Film Review: ‘Jersey Boys’

★★☆☆☆
Based on the Tony Award-winning musical, in the racier hands of a David O. Russell or Martin Scorsese, Jersey Boys (2014) could have been a real smash hit. Unfortunately, Clint Eastwood was the mismatched director brought in to adapt the stage play for the big-screen. Or, rather, he doesn’t. This is very much a straight-laced (with the emphasis on “straight”), workmanlike retelling of Frankie Valli and the Four Seasons’ rise and somewhat underwhelming fall, with three of the four stars of the Broadway show shoehorned in to retain some vague sense of continuity. Not that they help what is a largely dull music industry saga, more TV movie than vibrant celebration of American youth culture.

Known and beloved by millions for such sickly sweet, chart-bothering ditties as Sherry, Big Girls Don’t Cry, Bye Bye Baby and Who Loves You, the Jersey Boys certainly weren’t handed fame and fortune on a plate. Growing up in the Italian-American Jersey projects, Frankie (John Lloyd Young) and friends Nick Massi (Michael Lomeda) and Tommy DeVito (Boardwalk Empire’s Vincent Piazza) divide their time between petty crime and live performances in local bars and restaurants. Favoured by local mob boss Gyp DeCarlo (a severely mishandled Christopher Walken), their trio becomes a quartet with the addition of hotshot hit machine Bob Gaudio (Erich Bergen). The Four Seasons’ ascent is monumental, but as Sir Isaac Newton discovered, what goes up must inexorably also come down.

For the first half of its two-hour-plus runtime, Eastwood’s Jersey Boys walks like a movie and talks like a movie, with humour present (if never quite frequent) and performances generally convincing. As perhaps could have been predicted, it’s Piazza who stands out amidst his stage-originating band mates, effectively channelling Boardwalk character Charles “Lucky” Luciano as the domineering Tommy. Ducking and diving from one sticky situation to the next, there’s a broad, comedic feel to these early scenes that would sit far better were it not for the rather troubling handling of ‘key’ female characters (reduced to being either the promiscuous or hard-do-get type, with both “ball-busters”) and, later on, a fleeting – and flouncing – gay music mogul. There are a couple of half-hearted attempts to palm this off as period accuracy, but as cracks start to appear in The Four Seasons juggernaut, a general malaise infiltrates the entire production.
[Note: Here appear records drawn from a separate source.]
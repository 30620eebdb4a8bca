use thiserror::Error;

/// Structured error kinds for every `FileService` implementation.
///
/// Mirrors the original's errno-style failures (`ENOENT`, `ENOTDIR`,
/// `EISDIR`, `EEXIST`) without a separate errno field: `Io` carries the
/// originating `std::io::Error`, whose `.kind()`/`.raw_os_error()` already
/// hold that information.
#[derive(Debug, Error)]
pub enum FileServiceError {
    #[error("no such file or directory: {path}")]
    NotFound { path: String },

    #[error("not a directory: {path}")]
    NotADirectory { path: String },

    #[error("is a directory: {path}")]
    IsADirectory { path: String },

    #[error("already exists: {path}")]
    AlreadyExists { path: String },

    #[error("invalid path: {path}")]
    InvalidPath { path: String },

    #[error("invalid url: {url}")]
    InvalidUrl { url: String },

    #[error("logic error: {0}")]
    Logic(String),

    #[error("io error on {path}: {source}")]
    Io {
        path: String,
        #[source]
        source: std::io::Error,
    },

    #[error("http transport error: {0}")]
    Http(#[from] reqwest::Error),
}

pub type Result<T> = std::result::Result<T, FileServiceError>;

impl FileServiceError {
    pub fn io(path: impl Into<String>, source: std::io::Error) -> Self {
        FileServiceError::Io {
            path: path.into(),
            source,
        }
    }

    /// True if this error represents a missing path, the way the original
    /// code distinguishes "not found" for retry/swallow purposes.
    pub fn is_not_found(&self) -> bool {
        matches!(self, FileServiceError::NotFound { .. })
            || matches!(self, FileServiceError::Io { source, .. } if source.kind() == std::io::ErrorKind::NotFound)
    }
}
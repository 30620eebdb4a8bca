//! End-to-end scenarios from spec.md §8, exercised against the local
//! substrate (the HTTP-facing scenarios live in `httpd`'s own test suite,
//! which needs a bound socket).

use flocons_core::service::LocalFileService;
use flocons_core::{FileService, FileServiceError, Path};

fn count_container_pairs(dir: &std::path::Path) -> usize {
    std::fs::read_dir(dir)
        .unwrap()
        .filter_map(|e| e.ok())
        .filter(|e| e.file_name().to_string_lossy().ends_with(".tar"))
        .count()
}

/// Literal scenario 1: two contexts share a directory; each writes its own
/// files, the other reads them back unchanged.
#[test]
fn two_contexts_share_a_directory() {
    let root = tempfile::tempdir().unwrap();
    let test1 = LocalFileService::new("test1", root.path());
    let test2 = LocalFileService::new("test2", root.path());

    test2.create_directory(&Path::parse("/lol")).unwrap();
    let lol = test1.get_file(&Path::parse("/lol")).unwrap();
    assert_eq!(lol.meta().path.to_string(), "/lol");

    test1.create_regular_file(&Path::parse("/lol/testFyle"), 0o644, b"my test content").unwrap();
    assert_eq!(
        test2.get_regular_file(&Path::parse("/lol/testFyle")).unwrap().content().unwrap(),
        b"my test content"
    );

    test1.create_regular_file(&Path::parse("/lol/testFyle2"), 0o644, b"my test content 2").unwrap();
    assert_eq!(
        test2.get_regular_file(&Path::parse("/lol/testFyle2")).unwrap().content().unwrap(),
        b"my test content 2"
    );
}

/// Literal scenario 2: looking up a path that was never created fails with
/// NotFound/ENOENT semantics.
#[test]
fn missing_file_on_an_empty_root_is_not_found() {
    let root = tempfile::tempdir().unwrap();
    let service = LocalFileService::new("test1", root.path());
    let err = service.get_file(&Path::parse("/lol")).unwrap_err();
    assert!(err.is_not_found());
}

/// Invariant 3 (append monotonicity): writing several files under one
/// directory and one context without restarting never fragments into a
/// second container pair.
#[test]
fn writing_many_files_in_one_context_stays_in_one_container_pair() {
    let root = tempfile::tempdir().unwrap();
    let service = LocalFileService::new("alice", root.path());
    for i in 0..20 {
        let path = Path::parse(&format!("/file{i}.txt"));
        service.create_regular_file(&path, 0o644, format!("content {i}").as_bytes()).unwrap();
    }
    assert_eq!(count_container_pairs(root.path()), 1);

    // Every file is still independently addressable afterward.
    for i in 0..20 {
        let path = Path::parse(&format!("/file{i}.txt"));
        let content = service.get_regular_file(&path).unwrap().content().unwrap();
        assert_eq!(content, format!("content {i}").as_bytes());
    }
}

/// Invariant 3, continued: a second context writing into the same
/// directory gets its own container pair (order 1 within its own
/// namespace), never reusing or fragmenting the first context's.
#[test]
fn a_second_context_gets_its_own_container_pair() {
    let root = tempfile::tempdir().unwrap();
    let alice = LocalFileService::new("alice", root.path());
    let bob = LocalFileService::new("bob", root.path());

    alice.create_regular_file(&Path::parse("/a.txt"), 0o644, b"from alice").unwrap();
    bob.create_regular_file(&Path::parse("/b.txt"), 0o644, b"from bob").unwrap();

    assert_eq!(count_container_pairs(root.path()), 2);
}

/// Invariant 5: creating the same directory twice is rejected the second
/// time with AlreadyExists/EEXIST.
#[test]
fn creating_the_same_directory_twice_is_rejected() {
    let root = tempfile::tempdir().unwrap();
    let service = LocalFileService::new("alice", root.path());
    service.create_directory(&Path::parse("/d")).unwrap();
    let err = service.create_directory(&Path::parse("/d")).unwrap_err();
    assert!(matches!(err, FileServiceError::AlreadyExists { .. }));
}

/// Invariant 4: truncating the `.tar` file after a crash must not panic on
/// reopen, and members written before the truncation point stay
/// retrievable.
#[test]
fn truncating_the_tar_file_does_not_panic_and_keeps_earlier_members() {
    let root = tempfile::tempdir().unwrap();
    let service = LocalFileService::new("alice", root.path());
    service.create_regular_file(&Path::parse("/first.txt"), 0o644, b"first file content").unwrap();
    let first_entry = service.get_regular_file(&Path::parse("/first.txt")).unwrap();
    let cutoff = first_entry.address + first_entry.size;
    drop(first_entry);

    service.create_regular_file(&Path::parse("/second.txt"), 0o644, b"second file content, longer").unwrap();

    let tar_path = std::fs::read_dir(root.path())
        .unwrap()
        .filter_map(|e| e.ok())
        .find(|e| e.file_name().to_string_lossy().ends_with(".tar"))
        .unwrap()
        .path();
    let full_len = std::fs::metadata(&tar_path).unwrap().len();
    assert!(full_len > cutoff);
    // Truncate midway through the second member's header -- a crash
    // between the header flush and the CSV append.
    let truncate_at = cutoff + 100;
    let file = std::fs::OpenOptions::new().write(true).open(&tar_path).unwrap();
    file.set_len(truncate_at).unwrap();
    drop(file);

    // Reopening the service (fresh containers, fresh indices) must not
    // panic, and the file written before the truncation point must still
    // be readable byte-for-byte.
    let reopened = LocalFileService::new("alice", root.path());
    let first = reopened.get_regular_file(&Path::parse("/first.txt")).unwrap();
    assert_eq!(first.content().unwrap(), b"first file content");
}

/// Empty regular files round-trip.
#[test]
fn an_empty_regular_file_round_trips() {
    let root = tempfile::tempdir().unwrap();
    let service = LocalFileService::new("alice", root.path());
    service.create_regular_file(&Path::parse("/empty.bin"), 0o644, b"").unwrap();
    let file = service.get_regular_file(&Path::parse("/empty.bin")).unwrap();
    assert_eq!(file.size, 0);
    assert_eq!(file.content().unwrap(), b"");
}

/// Listing a directory sees both subdirectories (filesystem-backed) and
/// regular files (container-backed) with no duplicates between the two
/// disjoint namespaces.
#[test]
fn listing_combines_subdirectories_and_regular_files_without_duplicates() {
    let root = tempfile::tempdir().unwrap();
    let service = LocalFileService::new("alice", root.path());
    service.create_directory(&Path::parse("/sub")).unwrap();
    service.create_regular_file(&Path::parse("/a.txt"), 0o644, b"a").unwrap();
    service.create_regular_file(&Path::parse("/b.txt"), 0o644, b"b").unwrap();

    let listing = service.list_files(&Path::parse("/")).unwrap();
    assert_eq!(listing.len(), 3);
    let names: std::collections::HashSet<_> = listing.iter().map(|f| f.meta().path.basename().to_string()).collect();
    assert_eq!(names, ["sub", "a.txt", "b.txt"].into_iter().map(String::from).collect());
}
use super::prelude::*;

/// Buffers a write into the handle's in-memory map, keyed by offset.
/// Nothing touches the backing store until `release`.
#[allow(clippy::too_many_arguments)]
pub fn write(
    fs: &mut MountFs,
    _req: &Request<'_>,
    _ino: u64,
    fh: u64,
    offset: i64,
    data: &[u8],
    _write_flags: u32,
    _flags: i32,
    _lock_owner: Option<u64>,
    reply: ReplyWrite,
) {
    match fs.open_files.get_mut(&fh) {
        Some(open_file) => {
            open_file.buffer.insert(offset, data.to_vec());
            reply.written(data.len() as u32);
        }
        None => reply.error(EBADF),
    }
}

/// Assembles the handle's buffered writes into one byte string and issues
/// exactly one `FileService::create_regular_file` call. This is the one
/// place a file this bridge created actually reaches the backing store --
/// unlike the teacher's `release`, there is no prior "create empty file"
/// call to reconcile against, so there is no read-modify-write here, just
/// a single append.
pub fn release(
    fs: &mut MountFs,
    _req: &Request<'_>,
    ino: u64,
    fh: u64,
    _flags: i32,
    _lock_owner: Option<u64>,
    _flush: bool,
    reply: ReplyEmpty,
) {
    let Some(open_file) = fs.open_files.remove(&fh) else {
        reply.ok();
        return;
    };

    let mut bytes = Vec::new();
    let mut offsets: Vec<i64> = open_file.buffer.keys().copied().collect();
    offsets.sort_unstable();
    for offset in offsets {
        let chunk = &open_file.buffer[&offset];
        let start = offset as usize;
        let end = start + chunk.len();
        if end > bytes.len() {
            bytes.resize(end, 0);
        }
        bytes[start..end].copy_from_slice(chunk);
    }

    match fs.service.create_regular_file(&open_file.path, open_file.mode, &bytes) {
        Ok(regular) => {
            let ttl = Duration::from_secs(fs.config.cache_ttl_seconds);
            let attr = file_attr(ino, FileType::RegularFile, regular.size, regular.meta.mode, regular.meta.mtime);
            fs.attribute_cache.put(ino, attr, ttl);
            reply.ok();
        }
        Err(e) => {
            tracing::warn!(path = %open_file.path, error = %e, "create_regular_file failed in release");
            fs.attribute_cache.remove(&ino);
            reply.error(EIO);
        }
    }
}

pub fn flush(_fs: &mut MountFs, _req: &Request<'_>, _ino: u64, _fh: u64, _lock_owner: u64, reply: ReplyEmpty) {
    reply.ok();
}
Bounded around as early as 2010 and with Jon Favreau at one point attached to direct, it’s hardly a great surprise to see Jersey Boys finally emerge as a lacklustre, frustratingly inconsistent work of music history sugar-coating. We were told that Eastwood’s take on the Four Seasons story would finally lift the lid on their Mafia collusion; hardly, as even Walken – arguably best-known for his maniacal turns – cameos as one of the cuddliest gangsters this side of the Ant Hill Mob. A sense of danger and/or peril is almost entirely absent, and at no point do we feel that even the wild and unpredictable Tommy is one false move away from feeding the fishes (Scorsese’s long-mooted Frank Sinatra biopic will hopefully scratch that mob-music itch). As we reach the film’s long-overdue finale, the prosthetic ghosts of Eastwood’s similarly unremarkable J. Edgar come back to haunt the American director and his bizarrely aged cast – Valli and co taking to the stage at a Hall of Fame induction looking like extras from 1953’s House of Wax. File under ‘missed opportunity’.